All is here, summed in one or two pictures, or almost.

 The roots of Diving Watches have to be searched in the Fifites, and the brands which set the fundamentals of what are our modern toolwatches are represented here:

 Blancpain and the Fifty Fathoms,  and Rolex with the Submariner, of course... Since 1953.

 Then, the others: Tudior, Omega, Breitling, Jaeger Lecoultre, Zenith, Longines, and even Breguet, the great brands of that era wanted to play the underwater game.

 The cards of this game are simple:

 An automatic movement, to preserve the seal between the crown and the case, a turning bezel, a legible dial under all light conditions.
 
Then some found some improvements: The screw in crown ( Rolex ),  or the Alarm ( Jaeger-Lecoultre ).

 An exception to the basic rules of the Diving watch: Jaeger Lecoultre, whose bezel was not turning, the diving being timed by the alarm...

 Here is my personal conception of the infernal tower. 6 are missing, though: The JLC European Deep Sea Alarm, the Tudor 7922, the Breitling Superocean Chronograph, the Breguet, the Longines Nautilus Skin Diver, and the Zenith S 58.

 I still have to hunt the 5 last ones, for my biggest pleasure, but even without them, the show is pure dizziness.

 From the top to the bottom: Tudor 7924; Rolex 5508, Omega CK 2913, Breitling Superocean, Lecoultre Deep Sea Alarm ( US ), Blancpain Early Milspec and Blancpain Early Rotomatic Incabloc: 

 


 

The good thing with a stack is that it allows you to immediately see, notice the differences between the watches.

 Here,  mostly the case, the bezel, the crown, and the plexy.

 - The crowns, from what you can see can be small, too small, like on the Breitling Superocean, which is fastidious, very fastidious to wind, or big, very big, like on the Tudor 7924, which is a pure element of coolness and desirability.

 The size goes from 5 to 8 mm, and each extra millemeter makes a huge difference. The stack brings a brilliant demonstration, here.

 - The case is a much more important detail than we could think.

 Here we have all kind of sizes, from 37 mm ( Superocean ) to 41 mm ( The Fifty Fathoms ), with an average 38 mm ( Rolex and Tudor ), but also all kind of thickness, the champion being the Tudor, here with something like 15 mm while the king of thinness is, withlut doubt, the Superocean.

 More than the numbers, which is interesting with a stack is that it shows the true character of a watch.

 We have some refined competitors, such as the Superocean, the Omega CK 2913 or the Lecoultre Deep Sea Alarm, these last two sharing the same case ( Huguenin Frères ).

 The profile of these 3 watches, and their beveled lugs, is almost scultptural, which would make a Fifty Fathoms or a Rolex / Tudor look normal! 

The Rolex 5508 looks elegant, with its thin case, while the Tudor is the king of machos, without any doubt.

 The Fifty Fathoms have a more " basic " case. After all, they were designed as toolwatches for divers, and that was the most important point.

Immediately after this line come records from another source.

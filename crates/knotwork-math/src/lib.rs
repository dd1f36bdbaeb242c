//! knotwork math primitives: `glam` aliases, vector helpers and a small dense matrix.

pub mod matrix;
pub mod vector;

pub use glam::{dvec3, DVec2, DVec3, DVec4};
pub use matrix::Matrix;

pub type Point3 = DVec3;
pub type Vector3 = DVec3;
/// Weighted control point `(x*w, y*w, z*w, w)`.
pub type HomogeneousPoint = DVec4;
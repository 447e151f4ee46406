//! Shopping product stats entity model
//!
//! Raw daily ads performance per offer. Country and language are the raw
//! criterion strings of the ads export (e.g. `geoTargetConstants/2840`).

use sea_orm::ActiveModelBehavior;
use sea_orm::entity::prelude::*;

#[derive(Clone, Debug, PartialEq, DeriveEntityModel)]
#[sea_orm(table_name = "shopping_product_stats")]
pub struct Model {
    #[sea_orm(primary_key)]
    pub id: i64,

    /// Ads customer id, digits only
    pub customer_id: i64,

    pub merchant_id: i64,
    pub channel: String,
    pub offer_id: String,
    pub country_criterion: String,
    pub language_criterion: String,
    pub segment_date: Date,
    pub impressions: i64,
    pub clicks: i64,
    pub cost_micros: i64,
    pub conversions: f64,
    pub conversions_value: f64,
}

#[derive(Copy, Clone, Debug, EnumIter, DeriveRelation)]
pub enum Relation {}

impl ActiveModelBehavior for ActiveModel {}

 You will notice that the Milspec has a microbillé case, which is unique for a diving watch from the Fifties, as far as I remember...

 - As for the bezel, same differences among the brands. An element of style which goes with the character of the watch.

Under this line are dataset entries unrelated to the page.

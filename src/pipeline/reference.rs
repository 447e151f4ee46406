//! Resolution of raw ads criterion identifiers to country and language codes.

use std::collections::{BTreeMap, HashMap};

use tracing::warn;

/// One row of the geo-target reference table.
#[derive(Debug, Clone, PartialEq, Eq)]
pub struct GeoTarget {
    pub criterion_id: i64,
    pub parent_id: Option<i64>,
    pub country_code: Option<String>,
}

/// One row of the language reference table.
#[derive(Debug, Clone, PartialEq, Eq)]
pub struct LanguageCode {
    pub criterion_id: i64,
    pub language_code: String,
}

/// Extracts the numeric id from strings such as `geoTargetConstants/2840`.
///
/// The id is the last `/`-separated segment; a bare number is accepted too.
pub fn parse_criterion_id(raw: &str) -> Option<i64> {
    raw.trim().rsplit('/').next()?.trim().parse().ok()
}

/// Parent geo id to country code, deduplicated.
#[derive(Debug, Clone, Default)]
pub struct GeoTargetLookup {
    by_parent: HashMap<i64, String>,
}

impl GeoTargetLookup {
    /// Builds the distinct `(parent_id, country_code)` mapping.
    ///
    /// A parent id seen with several country codes keeps the lexicographically
    /// smallest one, so the mapping stays many-to-one and deterministic.
    pub fn new(targets: &[GeoTarget]) -> Self {
        let mut distinct: BTreeMap<i64, Vec<&str>> = BTreeMap::new();
        for target in targets {
            let (Some(parent_id), Some(country_code)) =
                (target.parent_id, target.country_code.as_deref())
            else {
                continue;
            };
            let country_code = country_code.trim();
            if country_code.is_empty() {
                continue;
            }
            let codes = distinct.entry(parent_id).or_default();
            if !codes.contains(&country_code) {
                codes.push(country_code);
            }
        }

        let mut by_parent = HashMap::with_capacity(distinct.len());
        for (parent_id, mut codes) in distinct {
            codes.sort_unstable();
            if codes.len() > 1 {
                warn!(
                    parent_id,
                    country_codes = ?codes,
                    "geo target parent maps to several country codes; keeping the smallest"
                );
            }
            by_parent.insert(parent_id, codes[0].to_string());
        }

        Self { by_parent }
    }

    pub fn resolve(&self, raw_criterion: &str) -> Option<&str> {
        let id = parse_criterion_id(raw_criterion)?;
        self.by_parent.get(&id).map(String::as_str)
    }

    pub fn len(&self) -> usize {
        self.by_parent.len()
    }

    pub fn is_empty(&self) -> bool {
        self.by_parent.is_empty()
    }
}

/// Language criterion id to language code.
#[derive(Debug, Clone, Default)]
pub struct LanguageLookup {
    by_criterion: HashMap<i64, String>,
}

impl LanguageLookup {
    pub fn new(languages: &[LanguageCode]) -> Self {
        let mut by_criterion = HashMap::with_capacity(languages.len());
        for language in languages {
            by_criterion
                .entry(language.criterion_id)
                .or_insert_with(|| language.language_code.trim().to_string());
        }
        Self { by_criterion }
    }

    pub fn resolve(&self, raw_criterion: &str) -> Option<&str> {
        let id = parse_criterion_id(raw_criterion)?;
        self.by_criterion.get(&id).map(String::as_str)
    }

    pub fn len(&self) -> usize {
        self.by_criterion.len()
    }

    pub fn is_empty(&self) -> bool {
        self.by_criterion.is_empty()
    }
}
//! Database seeding functionality
//!
//! Populates the static reference tables that raw ads criteria resolve through.

pub mod reference;

pub use reference::{ReferenceSeedSummary, seed_reference_tables};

 As previously written, the form and the functions are closely linked: The bezel is a tool, so it has to be luminous and to turn.

 Which is, undisputably the case for the Rolex / Tudor and the Blancpain watches.

 We have some particular examples, here....

 The Omega, with its very thin bezel, is very elegant,  but practical?

 The Breitling, with its funny concave bezel is beautiful, but efficient?

 And what to say about the non turning bezel of the Lecoultre / Jaeger-Lecoultre Deep SEa Alarm? Cool, but not useful at all, as the time was measured though the alarm, not through the bezel.

 - Last point, the Plexy.

 Each of these watches has its plexy, differently shaped. But we can say that, basically, there are two schools, here: The slightly domed, and the hyper domed plexys.

 For the distortion, there is nothing worse than the hyper domed, but in terms of sensuality and coolness, it wins, by far.

 If you are not convinced, have a look at the Rolex / Tudor Big Crowns...

 More sensual than elegant, the hyper domed plexy has an inconvenient: It adds some important height to an already thick case.

 But it may also be seen as part of its coolness.

 Anyway, I hope that you are now convinced that a stack is not only a kind of show off or dangerous game for immature adult ( what I am, by the way... smile  ) but most of all a delicious and very interesting way to enhance the differences which may exist between our beloved watches, even when they belong to a same category or Family.

 Looking forward to reading your comments and thoughts,

 Best.

 Nicolas.


About the Omega Ref. CK2913

The Omega CK 2913 is a significant early example from the brand's professional series, distinguished by its robust construction and focus on specific functional requirements. It represents a foundational piece in a lineage of watches designed for demanding environments, emphasizing legibility and durability. This reference is part of a trio of professional tool watches introduced concurrently, each tailored for different specialized applications, and it stands out for its particular design elements that cater to its intended purpose.

This reference typically features a stainless steel case, designed for resilience. It houses a manual-winding mechanical movement, known for its reliability and precision. The watch is fitted with a durable crystal, contributing to its overall robustness. The case dimensions were chosen to provide a substantial presence on the wrist while maintaining wearability, reflecting the practical considerations of its era.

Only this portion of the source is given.